**What the exercise asks:** State how many lines of the records contain the string "Returns". Give the number alone.

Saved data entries
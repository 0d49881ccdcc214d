//! Gains/lift table of a binary classifier

use std::fmt;

use serde::{Deserialize, Serialize};

use crate::error::MetricsError;

/// One group of the gains/lift table
///
/// Groups are quantiles of the predicted probability, highest scores first.
#[derive(Clone, Debug, PartialEq, Serialize, Deserialize)]
pub struct GainsLiftRow {
    pub group: u32,
    pub cumulative_data_fraction: f64,
    /// Smallest predicted probability in the group
    pub lower_threshold: f64,
    pub lift: f64,
    pub cumulative_lift: f64,
    pub response_rate: f64,
    pub score: f64,
    pub cumulative_response_rate: f64,
    pub cumulative_score: f64,
    pub capture_rate: f64,
    pub cumulative_capture_rate: f64,
    /// Percentage gain over the overall response rate
    pub gain: f64,
    pub cumulative_gain: f64,
    #[serde(default)]
    pub kolmogorov_smirnov: Option<f64>,
}

/// Gains/lift table, one row per group in group order
#[derive(Clone, Debug, Default, PartialEq, Serialize, Deserialize)]
#[serde(try_from = "Vec<GainsLiftRow>", into = "Vec<GainsLiftRow>")]
pub struct GainsLift {
    rows: Vec<GainsLiftRow>,
}

impl TryFrom<Vec<GainsLiftRow>> for GainsLift {
    type Error = MetricsError;

    /// Reject fractions outside [0, 1] or a cumulative fraction that decreases
    fn try_from(rows: Vec<GainsLiftRow>) -> Result<Self, Self::Error> {
        let mut previous = 0.0;
        for row in &rows {
            let fraction = row.cumulative_data_fraction;
            if !(0.0..=1.0).contains(&fraction) || fraction < previous {
                return Err(MetricsError::Payload(format!(
                    "gains/lift group {} has cumulative data fraction {fraction}",
                    row.group
                )));
            }
            previous = fraction;
        }
        Ok(Self { rows })
    }
}

impl From<GainsLift> for Vec<GainsLiftRow> {
    fn from(table: GainsLift) -> Self {
        table.rows
    }
}

impl GainsLift {
    pub fn rows(&self) -> &[GainsLiftRow] {
        &self.rows
    }

    pub fn len(&self) -> usize {
        self.rows.len()
    }

    pub fn is_empty(&self) -> bool {
        self.rows.is_empty()
    }

    /// Largest Kolmogorov-Smirnov statistic over the groups, if reported
    pub fn kolmogorov_smirnov(&self) -> Option<f64> {
        self.rows.iter().filter_map(|r| r.kolmogorov_smirnov).reduce(f64::max)
    }

    /// Cumulative lift at the first group covering `fraction` of the data
    pub fn cumulative_lift_at(&self, fraction: f64) -> Option<f64> {
        self.rows.iter().find(|r| r.cumulative_data_fraction >= fraction).map(|r| r.cumulative_lift)
    }
}

impl fmt::Display for GainsLift {
    fn fmt(&self, f: &mut fmt::Formatter<'_>) -> fmt::Result {
        writeln!(f, "Gains/Lift Table:")?;
        writeln!(
            f,
            "{:>5} {:>10} {:>10} {:>8} {:>8} {:>9} {:>9}",
            "group", "cum_frac", "lower_thr", "lift", "cum_lift", "capture", "cum_gain"
        )?;
        for r in &self.rows {
            writeln!(
                f,
                "{:>5} {:>10.4} {:>10.4} {:>8.4} {:>8.4} {:>9.4} {:>9.2}",
                r.group,
                r.cumulative_data_fraction,
                r.lower_threshold,
                r.lift,
                r.cumulative_lift,
                r.capture_rate,
                r.cumulative_gain
            )?;
        }
        Ok(())
    }
}
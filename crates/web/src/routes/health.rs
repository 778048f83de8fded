//! Liveness and readiness probes.

use axum::{Router, extract::State, http::StatusCode, routing::get};
use sqlx::PgPool;

/// `/health` and `/health/ready`, carrying their own pool state.
pub fn routes<S>(pool: PgPool) -> Router<S>
where
    S: Clone + Send + Sync + 'static,
{
    Router::new()
        .route("/health", get(health))
        .route("/health/ready", get(readiness).with_state(pool))
}

/// Liveness health check endpoint.
pub async fn health() -> &'static str {
    "ok"
}

/// Readiness health check endpoint.
///
/// Returns 503 Service Unavailable if the database is not reachable.
pub async fn readiness(State(pool): State<PgPool>) -> StatusCode {
    match sqlx::query("SELECT 1").fetch_one(&pool).await {
        Ok(_) => StatusCode::OK,
        Err(e) => {
            tracing::warn!("Readiness check failed: {}", e);
            StatusCode::SERVICE_UNAVAILABLE
        }
    }
}
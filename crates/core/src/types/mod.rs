//! Domain newtypes.

pub mod id;
pub mod mail_address;

pub use id::{AdministratorId, EmployeeId};
pub use mail_address::{MailAddress, MailAddressError};
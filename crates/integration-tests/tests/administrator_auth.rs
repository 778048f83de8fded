//! End-to-end tests for registration, login and the employee listing.
//!
//! These tests require:
//! - A migrated `PostgreSQL` database (emp-cli migrate)
//! - The web server running (cargo run -p emp-management-web)
//!
//! Run with: cargo test -p emp-management-integration-tests -- --ignored

#![allow(clippy::unwrap_used)]

use emp_management_integration_tests::{base_url, client, unique_mail_address};
use reqwest::{Client, StatusCode, header};

const PASSWORD: &str = "correct horse battery";

async fn register(client: &Client, name: &str, mail_address: &str) -> reqwest::Response {
    client
        .post(format!("{}/insert", base_url()))
        .form(&[
            ("name", name),
            ("mail_address", mail_address),
            ("password", PASSWORD),
            ("repassword", PASSWORD),
        ])
        .send()
        .await
        .unwrap()
}

async fn login(client: &Client, mail_address: &str, password: &str) -> reqwest::Response {
    client
        .post(format!("{}/login", base_url()))
        .form(&[("mail_address", mail_address), ("password", password)])
        .send()
        .await
        .unwrap()
}

fn location(resp: &reqwest::Response) -> Option<&str> {
    resp.headers()
        .get(header::LOCATION)
        .and_then(|v| v.to_str().ok())
}

#[tokio::test]
#[ignore = "Requires running server and database"]
async fn test_health() {
    let client = client().unwrap();
    let resp = client
        .get(format!("{}/health", base_url()))
        .send()
        .await
        .unwrap();

    assert_eq!(resp.status(), StatusCode::OK);
    assert_eq!(resp.text().await.unwrap(), "ok");
}

#[tokio::test]
#[ignore = "Requires running server and database"]
async fn test_register_then_login_shows_employee_list() {
    let client = client().unwrap();
    let mail_address = unique_mail_address("register");

    let resp = register(&client, "Integration Admin", &mail_address).await;
    assert_eq!(resp.status(), StatusCode::SEE_OTHER);
    assert_eq!(location(&resp), Some("/"));

    let resp = login(&client, &mail_address, PASSWORD).await;
    assert_eq!(resp.status(), StatusCode::OK);
    let body = resp.text().await.unwrap();
    assert!(body.contains("Employee List"));
    assert!(body.contains("Integration Admin"));

    let resp = client
        .get(format!("{}/employee/showList", base_url()))
        .send()
        .await
        .unwrap();
    assert_eq!(resp.status(), StatusCode::OK);
}

#[tokio::test]
#[ignore = "Requires running server and database"]
async fn test_duplicate_registration_is_rejected() {
    let client = client().unwrap();
    let mail_address = unique_mail_address("duplicate");

    let first = register(&client, "First", &mail_address).await;
    assert_eq!(first.status(), StatusCode::SEE_OTHER);

    let second = register(&client, "Second", &mail_address).await;
    assert_eq!(second.status(), StatusCode::OK);
    let body = second.text().await.unwrap();
    assert!(body.contains("This mail address is already registered"));
}

#[tokio::test]
#[ignore = "Requires running server and database"]
async fn test_wrong_password_is_rejected() {
    let client = client().unwrap();
    let mail_address = unique_mail_address("wrong-password");
    register(&client, "Admin", &mail_address).await;

    let resp = login(&client, &mail_address, "not the password").await;
    assert_eq!(resp.status(), StatusCode::OK);
    let body = resp.text().await.unwrap();
    assert!(body.contains("Mail address or password is invalid"));
    assert!(!body.contains("Employee List"));
}

#[tokio::test]
#[ignore = "Requires running server and database"]
async fn test_employee_list_requires_login() {
    let client = client().unwrap();
    let resp = client
        .get(format!("{}/employee/showList", base_url()))
        .send()
        .await
        .unwrap();

    assert_eq!(resp.status(), StatusCode::SEE_OTHER);
    assert_eq!(location(&resp), Some("/"));
}

#[tokio::test]
#[ignore = "Requires running server and database"]
async fn test_logout_ends_session() {
    let client = client().unwrap();
    let mail_address = unique_mail_address("logout");
    register(&client, "Admin", &mail_address).await;
    assert_eq!(login(&client, &mail_address, PASSWORD).await.status(), StatusCode::OK);

    let resp = client
        .get(format!("{}/logout", base_url()))
        .send()
        .await
        .unwrap();
    assert_eq!(resp.status(), StatusCode::SEE_OTHER);
    assert_eq!(location(&resp), Some("/"));

    let resp = client
        .get(format!("{}/employee/showList", base_url()))
        .send()
        .await
        .unwrap();
    assert_eq!(resp.status(), StatusCode::SEE_OTHER);
}
//! Database access.
//!
//! # Schema: `emp`
//!
//! - `administrator` - Accounts that may sign in (unique `mail_address`)
//! - `employee` - Employee records shown after login (read-only here)
//! - `session` - tower-sessions storage
//!
//! # Migrations
//!
//! Migrations are stored in `crates/web/migrations/` and run via:
//! ```bash
//! cargo run -p emp-management-cli -- migrate
//! ```
//!
//! Handlers never touch `sqlx` directly. They go through the repository
//! traits below so the flows can be driven against in-memory stores.

pub mod administrators;
pub mod employees;
#[cfg(test)]
pub mod memory;

use std::time::Duration;

use secrecy::ExposeSecret;
use sqlx::PgPool;
use sqlx::postgres::PgPoolOptions;
use thiserror::Error;

pub use administrators::{AdministratorRepository, PgAdministratorRepository};
pub use employees::{EmployeeRepository, PgEmployeeRepository};

/// Errors that can occur during repository operations.
#[derive(Debug, Error)]
pub enum RepositoryError {
    /// Database error from sqlx.
    #[error("database error: {0}")]
    Database(#[from] sqlx::Error),

    /// Data in the database is corrupted or invalid.
    #[error("data corruption: {0}")]
    DataCorruption(String),

    /// Constraint violation (e.g., unique mail address).
    #[error("constraint violation: {0}")]
    Conflict(String),
}

/// Create a `PostgreSQL` connection pool.
///
/// # Errors
///
/// Returns `sqlx::Error` if the connection cannot be established.
pub async fn create_pool(database_url: &secrecy::SecretString) -> Result<PgPool, sqlx::Error> {
    PgPoolOptions::new()
        .max_connections(10)
        .min_connections(2)
        .acquire_timeout(Duration::from_secs(10))
        .connect(database_url.expose_secret())
        .await
}
//! Newtype IDs for database rows.
//!
//! Administrators and employees both use `SERIAL` keys. Wrapping them keeps an
//! employee ID from being passed where an administrator ID is expected.

use serde::{Deserialize, Serialize};

macro_rules! entity_id {
    ($(#[$meta:meta])* $name:ident) => {
        $(#[$meta])*
        #[derive(Debug, Clone, Copy, PartialEq, Eq, Hash, PartialOrd, Ord, Serialize, Deserialize)]
        #[cfg_attr(feature = "postgres", derive(sqlx::Type), sqlx(transparent))]
        #[serde(transparent)]
        pub struct $name(i32);

        impl $name {
            /// Wrap a raw key.
            #[must_use]
            pub const fn new(id: i32) -> Self {
                Self(id)
            }

            /// The raw key.
            #[must_use]
            pub const fn as_i32(self) -> i32 {
                self.0
            }
        }

        impl ::core::fmt::Display for $name {
            fn fmt(&self, f: &mut ::core::fmt::Formatter<'_>) -> ::core::fmt::Result {
                write!(f, "{}", self.0)
            }
        }

        impl From<i32> for $name {
            fn from(id: i32) -> Self {
                Self(id)
            }
        }

        impl From<$name> for i32 {
            fn from(id: $name) -> Self {
                id.0
            }
        }
    };
}

entity_id!(
    /// Primary key of `emp.administrator`.
    AdministratorId
);

entity_id!(
    /// Primary key of `emp.employee`.
    EmployeeId
);
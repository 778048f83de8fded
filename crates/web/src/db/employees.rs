//! Employee repository (read-only).

use async_trait::async_trait;
use chrono::NaiveDate;
use sqlx::PgPool;

use emp_management_core::{EmployeeId, MailAddress};

use super::RepositoryError;
use crate::models::Employee;

/// Read access to employee records.
#[async_trait]
pub trait EmployeeRepository: Send + Sync {
    /// All employees, most recently hired first.
    ///
    /// # Errors
    ///
    /// Returns `RepositoryError::Database` if the query fails.
    async fn find_all(&self) -> Result<Vec<Employee>, RepositoryError>;
}

#[derive(sqlx::FromRow)]
struct EmployeeRow {
    id: i32,
    name: String,
    mail_address: String,
    hire_date: NaiveDate,
    dependents_count: i32,
}

/// `PostgreSQL`-backed employee repository.
#[derive(Clone)]
pub struct PgEmployeeRepository {
    pool: PgPool,
}

impl PgEmployeeRepository {
    #[must_use]
    pub const fn new(pool: PgPool) -> Self {
        Self { pool }
    }
}

#[async_trait]
impl EmployeeRepository for PgEmployeeRepository {
    async fn find_all(&self) -> Result<Vec<Employee>, RepositoryError> {
        let rows = sqlx::query_as::<_, EmployeeRow>(
            r"
            SELECT id, name, mail_address, hire_date, dependents_count
            FROM emp.employee
            ORDER BY hire_date DESC, id ASC
            ",
        )
        .fetch_all(&self.pool)
        .await?;

        let mut employees = Vec::with_capacity(rows.len());
        for r in rows {
            let mail_address = MailAddress::parse(&r.mail_address).map_err(|e| {
                RepositoryError::DataCorruption(format!(
                    "invalid mail address for employee {}: {e}",
                    r.id
                ))
            })?;

            employees.push(Employee {
                id: EmployeeId::new(r.id),
                name: r.name,
                mail_address,
                hire_date: r.hire_date,
                dependents_count: r.dependents_count,
            });
        }

        Ok(employees)
    }
}
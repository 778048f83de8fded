//! Database migration command.
//!
//! ```bash
//! emp-cli migrate
//! ```
//!
//! Applies `crates/web/migrations/` to the database named by
//! `EMP_DATABASE_URL` (or `DATABASE_URL`).

use emp_management_web::db;

use super::{MissingDatabaseUrl, database_url};

/// Errors that can occur while migrating.
#[derive(Debug, thiserror::Error)]
pub enum MigrationError {
    #[error(transparent)]
    MissingEnvVar(#[from] MissingDatabaseUrl),

    #[error("Database error: {0}")]
    Database(#[from] sqlx::Error),

    #[error("Migration error: {0}")]
    Migration(#[from] sqlx::migrate::MigrateError),
}

/// Run all pending migrations.
///
/// # Errors
///
/// Returns `MigrationError` if the database is unreachable or a migration fails.
pub async fn run() -> Result<(), MigrationError> {
    let database_url = database_url()?;

    tracing::info!("Connecting to database...");
    let pool = db::create_pool(&database_url).await?;

    tracing::info!("Running migrations...");
    sqlx::migrate!("../web/migrations").run(&pool).await?;

    tracing::info!("Migrations complete!");
    Ok(())
}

**Written solution:** 4